> **What is expected**: Each line from the start of the listing below through the line containing "and pointer picks" should be reproduced exactly, with no others.

> **Provided data**:
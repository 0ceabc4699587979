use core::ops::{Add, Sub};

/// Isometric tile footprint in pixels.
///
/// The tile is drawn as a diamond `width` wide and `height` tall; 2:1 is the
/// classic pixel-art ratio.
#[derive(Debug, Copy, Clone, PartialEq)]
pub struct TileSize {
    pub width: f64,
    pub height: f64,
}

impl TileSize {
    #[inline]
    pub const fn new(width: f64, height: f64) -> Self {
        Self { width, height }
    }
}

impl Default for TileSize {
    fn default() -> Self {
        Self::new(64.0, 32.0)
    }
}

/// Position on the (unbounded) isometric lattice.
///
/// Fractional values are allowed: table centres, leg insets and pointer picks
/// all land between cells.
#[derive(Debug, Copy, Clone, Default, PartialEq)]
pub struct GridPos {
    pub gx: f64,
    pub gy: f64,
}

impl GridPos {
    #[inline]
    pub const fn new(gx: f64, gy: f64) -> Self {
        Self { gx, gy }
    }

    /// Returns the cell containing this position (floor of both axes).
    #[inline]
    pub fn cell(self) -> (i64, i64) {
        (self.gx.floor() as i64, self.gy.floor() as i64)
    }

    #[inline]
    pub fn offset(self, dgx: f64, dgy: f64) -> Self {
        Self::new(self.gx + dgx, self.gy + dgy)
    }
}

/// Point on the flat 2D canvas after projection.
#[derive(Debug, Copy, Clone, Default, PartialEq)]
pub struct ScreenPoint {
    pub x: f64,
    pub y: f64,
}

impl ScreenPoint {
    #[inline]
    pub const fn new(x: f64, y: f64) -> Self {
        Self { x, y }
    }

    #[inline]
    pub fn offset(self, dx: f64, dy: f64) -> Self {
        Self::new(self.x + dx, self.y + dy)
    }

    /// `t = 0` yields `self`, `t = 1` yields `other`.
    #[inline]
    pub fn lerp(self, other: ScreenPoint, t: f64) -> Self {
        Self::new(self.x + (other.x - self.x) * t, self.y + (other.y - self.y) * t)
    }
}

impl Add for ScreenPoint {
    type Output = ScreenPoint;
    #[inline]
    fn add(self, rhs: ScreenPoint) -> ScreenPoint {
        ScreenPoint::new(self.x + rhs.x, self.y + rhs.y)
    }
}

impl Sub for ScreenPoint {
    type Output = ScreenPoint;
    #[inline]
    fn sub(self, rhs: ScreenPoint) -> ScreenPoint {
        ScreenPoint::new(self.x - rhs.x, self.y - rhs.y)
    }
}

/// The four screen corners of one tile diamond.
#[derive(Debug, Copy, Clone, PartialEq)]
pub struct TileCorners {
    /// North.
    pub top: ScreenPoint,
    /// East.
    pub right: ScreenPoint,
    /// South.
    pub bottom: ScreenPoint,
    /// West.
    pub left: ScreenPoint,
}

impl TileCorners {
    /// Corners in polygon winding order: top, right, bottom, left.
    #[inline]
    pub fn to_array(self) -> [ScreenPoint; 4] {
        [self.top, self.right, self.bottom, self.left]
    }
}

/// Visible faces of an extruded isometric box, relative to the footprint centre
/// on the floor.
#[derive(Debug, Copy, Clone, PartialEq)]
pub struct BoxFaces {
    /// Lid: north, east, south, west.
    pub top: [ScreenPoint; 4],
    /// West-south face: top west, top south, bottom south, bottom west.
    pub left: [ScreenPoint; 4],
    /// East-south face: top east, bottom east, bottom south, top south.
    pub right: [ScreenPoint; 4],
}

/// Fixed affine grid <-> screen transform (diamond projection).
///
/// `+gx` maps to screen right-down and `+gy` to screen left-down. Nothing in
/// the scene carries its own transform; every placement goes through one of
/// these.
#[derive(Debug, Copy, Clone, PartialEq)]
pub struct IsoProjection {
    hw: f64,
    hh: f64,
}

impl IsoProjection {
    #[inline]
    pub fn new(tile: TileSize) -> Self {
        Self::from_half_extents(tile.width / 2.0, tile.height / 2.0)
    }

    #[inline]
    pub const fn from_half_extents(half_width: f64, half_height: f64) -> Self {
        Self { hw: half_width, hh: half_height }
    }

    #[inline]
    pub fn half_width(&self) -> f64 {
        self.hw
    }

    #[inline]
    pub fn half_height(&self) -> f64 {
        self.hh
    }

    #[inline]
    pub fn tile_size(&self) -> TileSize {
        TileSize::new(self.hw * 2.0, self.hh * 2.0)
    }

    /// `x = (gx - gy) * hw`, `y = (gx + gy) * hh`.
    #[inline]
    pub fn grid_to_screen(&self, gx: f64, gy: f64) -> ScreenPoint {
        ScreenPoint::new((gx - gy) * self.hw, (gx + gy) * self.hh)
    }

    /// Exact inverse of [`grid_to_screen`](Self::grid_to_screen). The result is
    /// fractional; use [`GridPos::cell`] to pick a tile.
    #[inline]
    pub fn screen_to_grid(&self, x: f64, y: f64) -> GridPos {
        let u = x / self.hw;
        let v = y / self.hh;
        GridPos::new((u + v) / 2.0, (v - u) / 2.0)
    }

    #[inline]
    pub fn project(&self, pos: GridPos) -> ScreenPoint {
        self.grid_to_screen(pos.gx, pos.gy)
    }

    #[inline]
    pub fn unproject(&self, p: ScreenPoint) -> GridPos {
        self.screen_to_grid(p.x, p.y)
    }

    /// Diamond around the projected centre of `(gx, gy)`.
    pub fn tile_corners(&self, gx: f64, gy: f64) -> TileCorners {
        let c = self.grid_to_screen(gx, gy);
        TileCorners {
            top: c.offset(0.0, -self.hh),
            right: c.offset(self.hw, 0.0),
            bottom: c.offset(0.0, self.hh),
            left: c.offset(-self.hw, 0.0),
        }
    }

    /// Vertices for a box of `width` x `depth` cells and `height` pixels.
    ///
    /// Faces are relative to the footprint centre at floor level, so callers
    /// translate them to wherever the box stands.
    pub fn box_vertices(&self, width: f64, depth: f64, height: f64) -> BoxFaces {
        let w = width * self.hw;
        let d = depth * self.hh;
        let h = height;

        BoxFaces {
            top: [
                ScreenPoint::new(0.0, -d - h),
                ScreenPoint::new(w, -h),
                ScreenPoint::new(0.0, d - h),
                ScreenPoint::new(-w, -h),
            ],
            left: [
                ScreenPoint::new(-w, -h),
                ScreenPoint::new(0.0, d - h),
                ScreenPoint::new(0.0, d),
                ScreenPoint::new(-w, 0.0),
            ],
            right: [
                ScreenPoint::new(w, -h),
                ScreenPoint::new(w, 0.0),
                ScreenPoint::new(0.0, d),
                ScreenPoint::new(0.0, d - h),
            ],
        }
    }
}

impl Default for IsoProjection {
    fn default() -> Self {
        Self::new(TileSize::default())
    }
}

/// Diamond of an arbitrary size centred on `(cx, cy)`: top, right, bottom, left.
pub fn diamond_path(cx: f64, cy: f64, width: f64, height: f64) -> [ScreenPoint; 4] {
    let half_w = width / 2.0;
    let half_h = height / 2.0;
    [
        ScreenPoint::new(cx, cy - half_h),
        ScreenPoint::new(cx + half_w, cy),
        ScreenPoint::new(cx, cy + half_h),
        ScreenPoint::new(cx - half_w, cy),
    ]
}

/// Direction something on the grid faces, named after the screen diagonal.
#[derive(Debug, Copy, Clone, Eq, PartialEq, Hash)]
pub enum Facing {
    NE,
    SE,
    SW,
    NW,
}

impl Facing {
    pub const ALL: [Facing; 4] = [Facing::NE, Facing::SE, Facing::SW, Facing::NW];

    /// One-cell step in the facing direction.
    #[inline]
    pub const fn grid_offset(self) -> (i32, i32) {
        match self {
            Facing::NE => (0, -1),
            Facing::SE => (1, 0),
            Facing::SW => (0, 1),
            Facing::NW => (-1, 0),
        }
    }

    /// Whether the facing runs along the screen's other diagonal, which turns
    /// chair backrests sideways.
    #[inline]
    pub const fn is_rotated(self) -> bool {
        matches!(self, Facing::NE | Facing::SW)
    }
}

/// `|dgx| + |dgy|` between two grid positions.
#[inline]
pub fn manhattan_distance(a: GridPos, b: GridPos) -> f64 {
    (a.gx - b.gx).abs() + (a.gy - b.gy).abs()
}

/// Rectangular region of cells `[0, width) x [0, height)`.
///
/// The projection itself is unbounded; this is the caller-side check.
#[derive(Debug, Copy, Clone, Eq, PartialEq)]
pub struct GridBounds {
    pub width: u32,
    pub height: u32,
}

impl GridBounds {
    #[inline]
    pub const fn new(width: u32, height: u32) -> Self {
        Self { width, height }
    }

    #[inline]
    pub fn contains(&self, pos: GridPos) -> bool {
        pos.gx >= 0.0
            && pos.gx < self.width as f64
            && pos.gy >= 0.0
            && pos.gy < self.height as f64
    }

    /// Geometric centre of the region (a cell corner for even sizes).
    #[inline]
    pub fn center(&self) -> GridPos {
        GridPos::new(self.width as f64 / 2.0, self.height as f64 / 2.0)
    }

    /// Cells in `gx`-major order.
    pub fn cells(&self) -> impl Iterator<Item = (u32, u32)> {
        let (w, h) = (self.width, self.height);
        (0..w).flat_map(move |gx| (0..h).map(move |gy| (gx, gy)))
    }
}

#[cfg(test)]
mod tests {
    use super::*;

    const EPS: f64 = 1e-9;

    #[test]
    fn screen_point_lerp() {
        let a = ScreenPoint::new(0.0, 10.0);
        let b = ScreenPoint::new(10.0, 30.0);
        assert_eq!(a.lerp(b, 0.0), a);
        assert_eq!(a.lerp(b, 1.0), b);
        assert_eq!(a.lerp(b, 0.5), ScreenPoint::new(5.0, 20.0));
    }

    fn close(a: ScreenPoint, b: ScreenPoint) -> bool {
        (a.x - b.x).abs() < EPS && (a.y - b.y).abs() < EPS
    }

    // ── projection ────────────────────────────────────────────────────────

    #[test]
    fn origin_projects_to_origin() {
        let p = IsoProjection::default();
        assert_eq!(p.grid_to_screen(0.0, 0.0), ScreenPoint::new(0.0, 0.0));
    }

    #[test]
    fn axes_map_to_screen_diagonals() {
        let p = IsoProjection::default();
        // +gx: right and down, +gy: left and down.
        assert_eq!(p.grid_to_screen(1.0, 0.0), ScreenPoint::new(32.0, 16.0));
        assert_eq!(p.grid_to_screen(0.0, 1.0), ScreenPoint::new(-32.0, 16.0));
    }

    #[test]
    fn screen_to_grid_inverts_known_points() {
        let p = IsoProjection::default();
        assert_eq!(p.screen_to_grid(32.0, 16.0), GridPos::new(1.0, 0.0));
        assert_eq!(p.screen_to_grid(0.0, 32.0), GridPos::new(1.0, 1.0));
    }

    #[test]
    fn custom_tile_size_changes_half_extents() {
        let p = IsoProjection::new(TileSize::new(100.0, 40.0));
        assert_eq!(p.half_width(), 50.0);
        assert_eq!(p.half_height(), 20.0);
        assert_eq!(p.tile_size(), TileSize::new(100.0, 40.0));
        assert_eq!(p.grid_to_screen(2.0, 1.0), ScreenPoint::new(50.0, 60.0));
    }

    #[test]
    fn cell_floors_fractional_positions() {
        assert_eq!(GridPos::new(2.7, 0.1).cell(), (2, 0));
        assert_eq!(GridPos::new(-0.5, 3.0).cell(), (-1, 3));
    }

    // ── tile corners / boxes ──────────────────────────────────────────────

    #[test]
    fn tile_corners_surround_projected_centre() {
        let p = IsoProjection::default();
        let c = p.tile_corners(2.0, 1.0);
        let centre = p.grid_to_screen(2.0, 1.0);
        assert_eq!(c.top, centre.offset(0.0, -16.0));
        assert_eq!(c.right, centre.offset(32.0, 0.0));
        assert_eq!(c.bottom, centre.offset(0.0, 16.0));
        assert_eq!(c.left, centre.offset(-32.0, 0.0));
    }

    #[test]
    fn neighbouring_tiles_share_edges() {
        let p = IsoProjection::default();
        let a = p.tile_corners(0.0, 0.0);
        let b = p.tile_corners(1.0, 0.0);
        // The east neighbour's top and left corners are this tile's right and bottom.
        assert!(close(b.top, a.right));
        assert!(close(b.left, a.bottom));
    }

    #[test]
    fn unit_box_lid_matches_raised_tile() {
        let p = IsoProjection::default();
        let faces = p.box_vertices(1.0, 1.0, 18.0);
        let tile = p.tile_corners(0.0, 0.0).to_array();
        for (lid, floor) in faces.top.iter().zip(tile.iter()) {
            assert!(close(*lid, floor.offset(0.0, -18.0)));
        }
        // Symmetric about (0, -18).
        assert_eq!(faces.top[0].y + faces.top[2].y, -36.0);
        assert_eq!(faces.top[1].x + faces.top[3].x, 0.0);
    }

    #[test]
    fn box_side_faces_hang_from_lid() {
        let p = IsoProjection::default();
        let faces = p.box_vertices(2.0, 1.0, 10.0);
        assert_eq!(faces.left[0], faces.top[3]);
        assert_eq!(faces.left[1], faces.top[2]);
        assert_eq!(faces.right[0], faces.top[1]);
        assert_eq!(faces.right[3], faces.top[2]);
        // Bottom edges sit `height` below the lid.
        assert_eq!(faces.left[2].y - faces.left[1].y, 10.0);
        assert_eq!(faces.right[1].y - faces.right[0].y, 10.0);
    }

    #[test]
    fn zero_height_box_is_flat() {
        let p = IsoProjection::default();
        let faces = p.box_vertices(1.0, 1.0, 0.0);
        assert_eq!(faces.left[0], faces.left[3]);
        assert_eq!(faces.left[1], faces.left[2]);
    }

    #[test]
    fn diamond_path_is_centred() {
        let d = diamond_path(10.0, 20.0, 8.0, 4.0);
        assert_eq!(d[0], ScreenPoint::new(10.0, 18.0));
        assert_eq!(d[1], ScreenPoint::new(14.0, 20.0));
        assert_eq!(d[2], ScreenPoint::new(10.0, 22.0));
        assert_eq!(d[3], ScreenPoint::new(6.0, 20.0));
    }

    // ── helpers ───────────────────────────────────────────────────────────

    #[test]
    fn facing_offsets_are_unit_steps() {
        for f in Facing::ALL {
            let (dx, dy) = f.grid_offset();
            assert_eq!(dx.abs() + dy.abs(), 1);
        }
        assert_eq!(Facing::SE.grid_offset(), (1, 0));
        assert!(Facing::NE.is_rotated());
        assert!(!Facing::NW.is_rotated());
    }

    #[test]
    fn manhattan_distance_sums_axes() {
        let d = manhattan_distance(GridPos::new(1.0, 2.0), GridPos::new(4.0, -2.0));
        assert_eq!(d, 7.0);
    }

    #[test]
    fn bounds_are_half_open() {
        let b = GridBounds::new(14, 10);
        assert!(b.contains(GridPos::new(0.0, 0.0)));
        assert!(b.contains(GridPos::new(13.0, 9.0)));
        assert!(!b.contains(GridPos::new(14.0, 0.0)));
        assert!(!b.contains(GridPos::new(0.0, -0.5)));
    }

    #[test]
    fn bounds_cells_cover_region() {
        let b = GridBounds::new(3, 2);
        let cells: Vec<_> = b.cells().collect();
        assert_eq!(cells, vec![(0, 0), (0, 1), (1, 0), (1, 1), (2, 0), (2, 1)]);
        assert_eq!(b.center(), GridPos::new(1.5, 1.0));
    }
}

> **Solution to this exercise**:
repository 0ceabc4699587979
use core::ops::{Add, Sub};

/// Isometric tile footprint in pixels.
///
/// The tile is drawn as a diamond `width` wide and `height` tall; 2:1 is the
/// classic pixel-art ratio.
#[derive(Debug, Copy, Clone, PartialEq)]
pub struct TileSize {
    pub width: f64,
    pub height: f64,
}

impl TileSize {
    #[inline]
    pub const fn new(width: f64, height: f64) -> Self {
        Self { width, height }
    }
}

impl Default for TileSize {
    fn default() -> Self {
        Self::new(64.0, 32.0)
    }
}

/// Position on the (unbounded) isometric lattice.
///
/// Fractional values are allowed: table centres, leg insets and pointer picks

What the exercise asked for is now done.